U.S. Pat. No. 4,395,825 granted to Trevor S. Lock discloses apparatus of the aforementioned kind comprising a device for reciprocating a flat elongated flexible blade sharpened to one face along longitudinal edges and a curved end joining the longitudinal edges. The blade is reciprocated along the panel to be removed to separate the bonding layer. This type of apparatus has proved to be quite successful, particularly when used by skilled workmen, however, there are some problems when the apparatus is used by inexperienced workmen. These difficulties include, in some cases a difficulty in keeping the blade flat on the panel being removed and at the same time judging the depth of cut (reciprocation) required to separate the bonding layer without contacting and causing at least minor or superficial damage to the frame work surrounding the panel to be removed. Similarly, damage can occur to the panels themselves or coatings applied thereto. Further damage may occur to trim or other components on or surrounding the panel being removed. A still further problem is that if the blade is not held generally parallel to or flat on the panel, then a very poor or inefficient cutting operation results.

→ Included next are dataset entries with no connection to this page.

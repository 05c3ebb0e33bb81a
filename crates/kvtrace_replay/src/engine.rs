//! Replay engine.
//!
//! Drains an ordered stream of captured operations and applies each one to the
//! store in arrival order, routing batch and iterator records to the handles
//! opened earlier in the same trace.
//!
//! ```text
//! Idle -> Running -> Closed      dbClose with nothing open
//!                 -> Exhausted   stream ended without dbClose
//!                 -> Failed      first fatal error
//! ```

use crate::error::ReplayError;
use crate::observer::{Diagnostic, ReplayObserver, TracingObserver};
use crate::registry::ResourceRegistry;
use crate::session::SessionValidator;
use kvtrace_core::{HandleId, OpKind, Operation, SESSION_PREFIX_LEN};
use kvtrace_storage::{KvStore, StoreError};
use serde::{Deserialize, Serialize};
use std::fmt;

/// Replay engine configuration
#[derive(Debug, Clone, PartialEq, Eq, Serialize, Deserialize)]
#[serde(default)]
pub struct ReplayConfig {
    /// Byte offset in a session id where the handle suffix starts
    pub handle_offset: usize,
}

impl Default for ReplayConfig {
    fn default() -> Self {
        Self {
            handle_offset: SESSION_PREFIX_LEN,
        }
    }
}

/// Engine lifecycle state
#[derive(Debug, Clone, Copy, PartialEq, Eq, Hash, Serialize, Deserialize)]
pub enum ReplayState {
    /// Nothing consumed yet
    Idle,
    /// Consuming records
    Running,
    /// `dbClose` applied with no open handles
    Closed,
    /// Stream ended before `dbClose`
    Exhausted,
    /// Stopped at a fatal error
    Failed,
}

impl ReplayState {
    /// Whether the engine will accept no further records
    #[must_use]
    pub const fn is_terminal(self) -> bool {
        matches!(self, Self::Closed | Self::Exhausted | Self::Failed)
    }
}

impl fmt::Display for ReplayState {
    fn fmt(&self, f: &mut fmt::Formatter<'_>) -> fmt::Result {
        let name = match self {
            Self::Idle => "idle",
            Self::Running => "running",
            Self::Closed => "closed",
            Self::Exhausted => "exhausted",
            Self::Failed => "failed",
        };
        f.write_str(name)
    }
}

/// Outcome of a completed run
#[derive(Debug, Clone, PartialEq, Eq, Serialize)]
pub struct ReplaySummary {
    /// Final state, `Closed` or `Exhausted`
    pub state: ReplayState,
    /// Session prefix taken from the first record
    pub session: Option<String>,
    /// Records applied
    pub applied: u64,
    /// Records of unknown kind skipped
    pub skipped: u64,
    /// Records followed `dbClose`; none of them were applied
    pub trailing: bool,
    /// Batches still open at the end
    pub open_batches: usize,
    /// Iterators still open at the end
    pub open_iterators: usize,
}

/// Single-threaded, fail-fast trace replayer
pub struct ReplayEngine<'s, O: ReplayObserver = TracingObserver> {
    store: &'s KvStore,
    config: ReplayConfig,
    validator: SessionValidator,
    registry: ResourceRegistry,
    state: ReplayState,
    seq: u64,
    applied: u64,
    skipped: u64,
    trailing: bool,
    observer: O,
}

impl<'s> ReplayEngine<'s, TracingObserver> {
    /// Create an engine reporting through `tracing`
    #[must_use]
    pub fn new(store: &'s KvStore) -> Self {
        Self::with_observer(store, TracingObserver)
    }
}

impl<'s, O: ReplayObserver> ReplayEngine<'s, O> {
    /// Create an engine reporting through `observer`
    #[must_use]
    pub fn with_observer(store: &'s KvStore, observer: O) -> Self {
        Self {
            store,
            config: ReplayConfig::default(),
            validator: SessionValidator::new(),
            registry: ResourceRegistry::new(),
            state: ReplayState::Idle,
            seq: 0,
            applied: 0,
            skipped: 0,
            trailing: false,
            observer,
        }
    }

    /// Create with custom config
    #[must_use]
    pub fn with_config(mut self, config: ReplayConfig) -> Self {
        self.config = config;
        self
    }

    /// Current state
    #[must_use]
    pub const fn state(&self) -> ReplayState {
        self.state
    }

    /// Live handles
    #[must_use]
    pub fn registry(&self) -> &ResourceRegistry {
        &self.registry
    }

    /// The observer
    #[must_use]
    pub fn observer(&self) -> &O {
        &self.observer
    }

    /// Consume the engine, returning the observer
    pub fn into_observer(self) -> O {
        self.observer
    }

    /// Replay `ops` to the end, to `dbClose`, or to the first fatal error.
    ///
    /// Nothing after `dbClose` is applied; the engine only checks whether
    /// more records follow. On error, everything applied so far stays applied.
    ///
    /// # Errors
    ///
    /// Returns the first fatal error, or [`ReplayError::NotIdle`] if the
    /// engine has already run
    pub fn replay<I>(&mut self, ops: I) -> Result<ReplaySummary, ReplayError>
    where
        I: IntoIterator<Item = Operation>,
    {
        if self.state != ReplayState::Idle {
            return Err(ReplayError::NotIdle { state: self.state });
        }
        self.state = ReplayState::Running;

        let mut ops = ops.into_iter();
        for op in ops.by_ref() {
            let seq = self.seq;
            self.seq += 1;
            if let Err(err) = self.apply(seq, &op) {
                self.state = ReplayState::Failed;
                self.observer.failed(seq, &op, &err);
                return Err(err);
            }
            if self.state == ReplayState::Closed {
                break;
            }
        }

        if self.state == ReplayState::Closed {
            // Only look one record ahead; the rest of the trace stays undecoded.
            self.trailing = ops.next().is_some();
            if self.trailing {
                self.observer
                    .diagnostic(self.seq, &Diagnostic::TrailingRecords);
            }
        } else {
            self.state = ReplayState::Exhausted;
            if !self.registry.is_empty() {
                self.observer.diagnostic(
                    self.seq,
                    &Diagnostic::UnclosedAtEnd {
                        batches: self.registry.open_batches(),
                        iterators: self.registry.open_iterators(),
                    },
                );
            }
        }

        let summary = self.summary();
        self.observer.finished(&summary);
        Ok(summary)
    }

    /// Counters as of now
    #[must_use]
    pub fn summary(&self) -> ReplaySummary {
        ReplaySummary {
            state: self.state,
            session: self.validator.prefix().map(str::to_string),
            applied: self.applied,
            skipped: self.skipped,
            trailing: self.trailing,
            open_batches: self.registry.open_batches(),
            open_iterators: self.registry.open_iterators(),
        }
    }

    fn apply(&mut self, seq: u64, op: &Operation) -> Result<(), ReplayError> {
        self.validator.check(seq, &op.id)?;

        let store_err = |source: StoreError| ReplayError::Store { seq, source };

        match &op.op {
            OpKind::DbOpen => {}
            OpKind::DbClose => {
                if !self.registry.is_empty() {
                    return Err(ReplayError::LeakedResources {
                        seq,
                        batches: self.registry.open_batches(),
                        iterators: self.registry.open_iterators(),
                    });
                }
                self.state = ReplayState::Closed;
            }

            OpKind::Get => {
                self.store.get(op.key_bytes()).map_err(store_err)?;
            }
            OpKind::Set => {
                self.ensure_writer_free(seq, &op.op)?;
                self.store
                    .put(op.key_bytes(), op.value_bytes())
                    .map_err(store_err)?;
            }
            OpKind::Delete => {
                self.ensure_writer_free(seq, &op.op)?;
                self.store.delete(op.key_bytes()).map_err(store_err)?;
            }

            OpKind::IterBegin => {
                let handle = self.handle(seq, op)?;
                let cursor = self.store.open_cursor().map_err(store_err)?;
                if self.registry.register_iterator(handle.clone(), cursor).is_some() {
                    self.observer
                        .diagnostic(seq, &Diagnostic::IteratorReplaced { handle });
                }
            }
            OpKind::IterNext => {
                let handle = self.handle(seq, op)?;
                self.registry
                    .lookup_iterator(&handle)
                    .map_err(|err| err.at(seq))?
                    .next_entry()
                    .map_err(store_err)?;
            }
            OpKind::IterClose => {
                let handle = self.handle(seq, op)?;
                self.registry
                    .release_iterator(&handle)
                    .map_err(|err| err.at(seq))?;
            }

            OpKind::BatchBegin => {
                let handle = self.handle(seq, op)?;
                if self.registry.has_batch(&handle) {
                    // The old transaction holds the writer; roll it back
                    // before asking for a new one.
                    let previous = self
                        .registry
                        .release_batch(&handle)
                        .map_err(|err| err.at(seq))?;
                    previous.abort().map_err(store_err)?;
                    self.observer.diagnostic(
                        seq,
                        &Diagnostic::BatchReplaced {
                            handle: handle.clone(),
                        },
                    );
                }
                self.ensure_writer_free(seq, &op.op)?;
                let batch = self.store.begin_batch().map_err(store_err)?;
                self.registry.register_batch(handle, batch);
            }
            OpKind::BatchCommit => {
                let handle = self.handle(seq, op)?;
                let batch = self
                    .registry
                    .release_batch(&handle)
                    .map_err(|err| err.at(seq))?;
                batch.commit().map_err(store_err)?;
            }
            OpKind::BatchSet => {
                let handle = self.handle(seq, op)?;
                self.registry
                    .lookup_batch(&handle)
                    .map_err(|err| err.at(seq))?
                    .put(op.key_bytes(), op.value_bytes())
                    .map_err(store_err)?;
            }
            OpKind::BatchDelete => {
                let handle = self.handle(seq, op)?;
                self.registry
                    .lookup_batch(&handle)
                    .map_err(|err| err.at(seq))?
                    .delete(op.key_bytes())
                    .map_err(store_err)?;
            }
            OpKind::BatchGet => {
                let handle = self.handle(seq, op)?;
                self.registry
                    .lookup_batch(&handle)
                    .map_err(|err| err.at(seq))?
                    .get(op.key_bytes())
                    .map_err(store_err)?;
            }

            OpKind::Unknown(_) => {
                self.skipped += 1;
                self.observer.skipped(seq, op);
                return Ok(());
            }
        }

        self.applied += 1;
        self.observer.applied(seq, op);
        Ok(())
    }

    /// Handle suffix of `op`. A session prefix shorter than the configured
    /// offset moves the suffix start back to the end of that prefix.
    fn handle(&self, seq: u64, op: &Operation) -> Result<HandleId, ReplayError> {
        let offset = match self.validator.prefix() {
            Some(prefix) => prefix.len().min(self.config.handle_offset),
            None => self.config.handle_offset,
        };
        HandleId::from_session(&op.id, offset)
            .map_err(|source| ReplayError::InvalidHandle { seq, source })
    }

    /// The store admits one writer; asking for a second from this thread
    /// would block forever.
    fn ensure_writer_free(&self, seq: u64, kind: &OpKind) -> Result<(), ReplayError> {
        match self.registry.first_batch() {
            Some(batch) => Err(ReplayError::WriterConflict {
                seq,
                op: kind.clone(),
                batch: batch.clone(),
            }),
            None => Ok(()),
        }
    }
}
//! kvtrace Replay Engine
//!
//! Re-executes a captured trace of key-value operations against a fresh
//! store, one record at a time and in capture order, so a failure seen in the
//! original session can be reproduced exactly. The engine is fail-fast: the
//! first fatal error ends the run and leaves the store as it was at that point.

#![warn(missing_docs)]
#![warn(clippy::all)]

pub mod engine;
pub mod error;
pub mod journal;
pub mod observer;
pub mod registry;
pub mod session;

pub use engine::{ReplayConfig, ReplayEngine, ReplayState, ReplaySummary};
pub use error::{HandleKind, ReplayError};
pub use journal::JournalObserver;
pub use observer::{Diagnostic, MemoryObserver, ReplayObserver, TracingObserver};
pub use registry::{HandleNotFound, ResourceRegistry};
pub use session::SessionValidator;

Objects of the present invention are therefore to provide improvements to apparatus of the type disclosed in the Lock Patent which will enable such apparatus to be used while at least minimising the aforementioned difficulties. It will of course be appreciated that the present invention is not limited to use with blades as defined in the Lock Patent but blades are clearly preferred. According to a first aspect, the present invention provides a device for severing a bonding strip interposed between and securing together overlapping portions of respective rigid elements, said device including a generally flat cutting blade portion shaped and arranged to, in use, engage the bonding strip between the overlapping portions in a cutting action to sever at least one of the overlapping portions from the bonding strip, and rest means adapted to engage the rigid element from which the bonding strip is being severed at a location spaced from the cutting blade portion to, in use, provide guidance for the movement of the cutting blade portion during said severing operation.
Conveniently, the cutting blade has a flat face on one side thereof defining a perimetal cutting edge and the opposite side is inclined upwardly from said cutting edge to provide support for the cutting edge.

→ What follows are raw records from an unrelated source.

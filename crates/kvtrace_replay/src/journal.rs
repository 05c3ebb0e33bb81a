//! Replay journal.
//!
//! Writes each applied record back out in the capture's wire format, giving a
//! postmortem trace that can be diffed against the original capture.

use crate::observer::ReplayObserver;
use kvtrace_core::Operation;
use kvtrace_log::{StreamError, TraceWriter};
use std::io::Write;

/// Observer that journals applied records as gzip JSON
pub struct JournalObserver<W: Write> {
    writer: TraceWriter<W>,
    error: Option<StreamError>,
}

impl<W: Write> JournalObserver<W> {
    /// Journal into `writer`
    pub fn new(writer: TraceWriter<W>) -> Self {
        Self {
            writer,
            error: None,
        }
    }

    /// Records journaled so far
    #[must_use]
    pub fn records(&self) -> u64 {
        self.writer.records()
    }

    /// Flush the journal and return the sink
    ///
    /// # Errors
    ///
    /// Returns the first write failure, or a failure while finishing
    pub fn finish(self) -> Result<W, StreamError> {
        if let Some(err) = self.error {
            return Err(err);
        }
        self.writer.finish()
    }
}

impl<W: Write> ReplayObserver for JournalObserver<W> {
    fn applied(&mut self, seq: u64, op: &Operation) {
        if self.error.is_some() {
            return;
        }
        if let Err(err) = self.writer.write(op) {
            // Later records are not journaled; replay continues.
            tracing::warn!(seq, error = %err, "journal write failed, journaling stopped");
            self.error = Some(err);
        }
    }
}

#[cfg(test)]
mod tests {
    use super::*;
    use kvtrace_core::OpKind;
    use kvtrace_log::TraceDecoder;
    use std::io::Cursor;

    #[test]
    fn test_journal_records_applied() {
        let mut journal = JournalObserver::new(TraceWriter::new(Vec::new()));
        let set = Operation::new("S001", OpKind::Set).with_key("a").with_value("1");
        journal.applied(0, &set);
        journal.skipped(1, &Operation::new("S001", OpKind::from("frobnicate")));
        assert_eq!(journal.records(), 1);

        let bytes = journal.finish().unwrap();
        let ops: Vec<Operation> = TraceDecoder::new(Cursor::new(bytes))
            .collect::<Result<_, _>>()
            .unwrap();
        assert_eq!(ops, vec![set]);
    }

    struct FailingSink;

    impl Write for FailingSink {
        fn write(&mut self, _buf: &[u8]) -> std::io::Result<usize> {
            Err(std::io::Error::other("sink closed"))
        }

        fn flush(&mut self) -> std::io::Result<()> {
            Ok(())
        }
    }

    #[test]
    fn test_journal_failure_is_reported_on_finish() {
        let mut journal = JournalObserver::new(TraceWriter::new(FailingSink));
        // Large enough to force the encoder to hit the sink.
        let big = "x".repeat(256 * 1024);
        let op = Operation::new("S001", OpKind::Set).with_key("a").with_value(big);
        for seq in 0..8 {
            journal.applied(seq, &op);
        }
        assert!(journal.finish().is_err());
    }
}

In accordance with a second aspect, the present invention provides that, in use, the flat face is in contact with the rigid element from which the bonding strip is to be severed, and wherein the rest means is rigidably supported relative to the cutting blade to, in use, engage the rigid element from which the bonding strip is to be removed so that flat face of the cutting blade is in face to face contact with said rigid element.
In one preferred arrangement, the blade may be a generally flat elongated blade which is sharpened as disclosed in the Lock U.S. patent previously referred to. In another preferred arrangement, the blade may comprise any other form of blade known for this purpose including those which are oscillated during their cutting motion.

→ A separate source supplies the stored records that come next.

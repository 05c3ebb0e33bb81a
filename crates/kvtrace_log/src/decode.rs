//! Trace decoding.
//!
//! A trace is a gzip stream (possibly multi-member) holding a sequence of JSON
//! objects, one per record, not wrapped in an array.

use crate::error::StreamError;
use flate2::read::MultiGzDecoder;
use kvtrace_core::Operation;
use serde_json::de::IoRead;
use serde_json::StreamDeserializer;
use std::fs::File;
use std::io::{BufRead, BufReader, Read};
use std::path::Path;

const GZIP_MAGIC: [u8; 2] = [0x1f, 0x8b];

/// Lazy decoder over a compressed trace
pub struct TraceDecoder<R: Read> {
    records: StreamDeserializer<'static, IoRead<MultiGzDecoder<R>>, Operation>,
    decoded: u64,
    failed: bool,
}

impl<R: Read> TraceDecoder<R> {
    /// Decode records from a gzip-compressed reader
    pub fn new(reader: R) -> Self {
        let gz = MultiGzDecoder::new(reader);
        Self {
            records: serde_json::Deserializer::from_reader(gz).into_iter::<Operation>(),
            decoded: 0,
            failed: false,
        }
    }

    /// Records decoded so far
    #[must_use]
    pub fn decoded(&self) -> u64 {
        self.decoded
    }
}

impl<R: Read> Iterator for TraceDecoder<R> {
    type Item = Result<Operation, StreamError>;

    fn next(&mut self) -> Option<Self::Item> {
        if self.failed {
            return None;
        }
        match self.records.next()? {
            Ok(op) => {
                self.decoded += 1;
                Some(Ok(op))
            }
            Err(err) => {
                // The deserializer cannot resync after a bad record.
                self.failed = true;
                Some(Err(StreamError::Decode {
                    record: self.decoded,
                    reason: err.to_string(),
                }))
            }
        }
    }
}

/// Open a trace file, checking the gzip magic before any decoding starts
///
/// # Errors
///
/// Returns error if the file cannot be read or is not gzip-compressed
pub fn open_trace(path: &Path) -> Result<TraceDecoder<BufReader<File>>, StreamError> {
    let file = File::open(path).map_err(|source| StreamError::Open {
        path: path.to_path_buf(),
        source,
    })?;
    let mut reader = BufReader::new(file);
    let head = reader.fill_buf().map_err(|source| StreamError::Open {
        path: path.to_path_buf(),
        source,
    })?;
    if !head.starts_with(&GZIP_MAGIC) {
        return Err(StreamError::NotGzip {
            path: path.to_path_buf(),
        });
    }
    Ok(TraceDecoder::new(reader))
}

#[cfg(test)]
mod tests {
    use super::*;
    use crate::writer::TraceWriter;
    use flate2::write::GzEncoder;
    use flate2::Compression;
    use kvtrace_core::OpKind;
    use std::io::{Cursor, Write};

    fn gzip(text: &str) -> Vec<u8> {
        let mut encoder = GzEncoder::new(Vec::new(), Compression::default());
        encoder.write_all(text.as_bytes()).unwrap();
        encoder.finish().unwrap()
    }

    #[test]
    fn test_decode_written_trace() {
        let ops = vec![
            Operation::new("S001", OpKind::DbOpen),
            Operation::new("S001", OpKind::Set).with_key("a").with_value("1"),
            Operation::new("S001", OpKind::DbClose),
        ];
        let mut writer = TraceWriter::new(Vec::new());
        for op in &ops {
            writer.write(op).unwrap();
        }
        let bytes = writer.finish().unwrap();

        let decoded: Vec<Operation> = TraceDecoder::new(Cursor::new(bytes))
            .collect::<Result<_, _>>()
            .unwrap();
        assert_eq!(decoded, ops);
    }

    #[test]
    fn test_decode_concatenated_objects() {
        let bytes = gzip(r#"{"id":"S001","op":"dbOpen"}{"id":"S001","op":"get","key":"k"}"#);
        let decoded: Vec<_> = TraceDecoder::new(Cursor::new(bytes)).collect();
        assert_eq!(decoded.len(), 2);
        assert_eq!(decoded[1].as_ref().unwrap().op, OpKind::Get);
    }

    #[test]
    fn test_decode_stops_after_bad_record() {
        let bytes = gzip("{\"id\":\"S001\",\"op\":\"dbOpen\"}\n{\"id\":\"S001\",\"op\":\n");
        let mut decoder = TraceDecoder::new(Cursor::new(bytes));

        assert!(decoder.next().unwrap().is_ok());
        match decoder.next() {
            Some(Err(StreamError::Decode { record, .. })) => assert_eq!(record, 1),
            other => panic!("expected decode error, got {:?}", other.map(|r| r.is_ok())),
        }
        assert!(decoder.next().is_none());
        assert_eq!(decoder.decoded(), 1);
    }

    #[test]
    fn test_decode_multi_member() {
        let mut bytes = gzip("{\"id\":\"S001\",\"op\":\"dbOpen\"}\n");
        bytes.extend(gzip("{\"id\":\"S001\",\"op\":\"dbClose\"}\n"));
        let decoded: Vec<Operation> = TraceDecoder::new(Cursor::new(bytes))
            .collect::<Result<_, _>>()
            .unwrap();
        assert_eq!(decoded.len(), 2);
        assert_eq!(decoded[1].op, OpKind::DbClose);
    }

    #[test]
    fn test_open_trace_rejects_plain_json() {
        let dir = tempfile::tempdir().unwrap();
        let path = dir.path().join("wal.json.gz");
        std::fs::write(&path, br#"{"id":"S001","op":"dbOpen"}"#).unwrap();

        assert!(matches!(open_trace(&path), Err(StreamError::NotGzip { .. })));
    }

    #[test]
    fn test_open_trace_missing_file() {
        let dir = tempfile::tempdir().unwrap();
        let result = open_trace(&dir.path().join("absent.json.gz"));
        assert!(matches!(result, Err(StreamError::Open { .. })));
    }

    #[test]
    fn test_open_trace_reads_file() {
        let dir = tempfile::tempdir().unwrap();
        let path = dir.path().join("wal.json.gz");
        std::fs::write(&path, gzip("{\"id\":\"S001\",\"op\":\"dbOpen\"}\n")).unwrap();

        let decoded: Vec<_> = open_trace(&path).unwrap().collect();
        assert_eq!(decoded.len(), 1);
    }
}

In one preferred arrangement, the panel removing blade may be a generally flat elongated blade which is sharpened as disclosed in Australian Patent No. 543405 and reciprocated in a cutting motion. In other preferred arrangements, the panel removing blade may comprise any other form of blade known for this purpose including those which are oscillated during their cutting motion.
In one preferred embodiment, the rest means may comprise a surface located in a plane generally parallel to a transverse dimension of the flat cutting blade portion. Alternatively, the rest means might be formed by two surfaces defining a plane generally parallel to a transverse dimension of the flat cutting blade portion. Conveniently, the plane of the or each said surface of the rest means is angled obliquely towards the flat cutting blade portion.
In a further preferred embodiment, the rest means may comprise an edge portion disposed generally parallel to a transverse dimension of the flat cutting blade portion. Alternatively, the rest means might be formed by at least two edge portions together defining a rest edge configuration disposed generally parallel to a transverse dimension of the flat cutting blade portion.
In a still further preferred embodiment, the rest means may comprise at least two point contacts defining a contact line extending therebetween disposed generally parallel to a transverse dimension of the flat cutting blade portion.
In a preferred arrangement, two said rest means are provided on diametrically opposed sides of the flat elongated panel removing blade.
The present invention also proposes providing, as a preferred feature, a stop element which is adapted, in use, to be located adjacent an end region of a flat elongated panel removing blade whereby the end region of the blade is positioned at a predetermined distance relative to the end zone of the stop element. Conveniently, the stop element is adjustable relative to the flat elongated panel removing blade to adjust the distance between the end of the blade and the end zone of the stop element. Preferably, the stop element is at least as transversely flexible as the blade. Normally, when a panel is being removed, the blade will extend beyond the end zone of the stop element but, for trimming purposes after a panel has been removed, the stop element may extend beyond the end zone of the blade.
Several preferred embodiments of the present invention will hereinafter be described with reference to the accompanying drawings, in which:
FIG. 1 is a perspective view of a first embodiment of the present invention;
FIG. 2 is a partial perspective view showing a second possible embodiment of the present invention;
FIG. 3 is a partial perspective view showing a third possible embodiment of the present invention;
FIG. 4 is an exploded view of an alternative preferred guidance device adapted for connection to a panel removal tool; and
FIGS. 5, 6, 7 and 8 are side elevation views of preferred forms of panel removal tool according to the present invention shown in differing configurations of use.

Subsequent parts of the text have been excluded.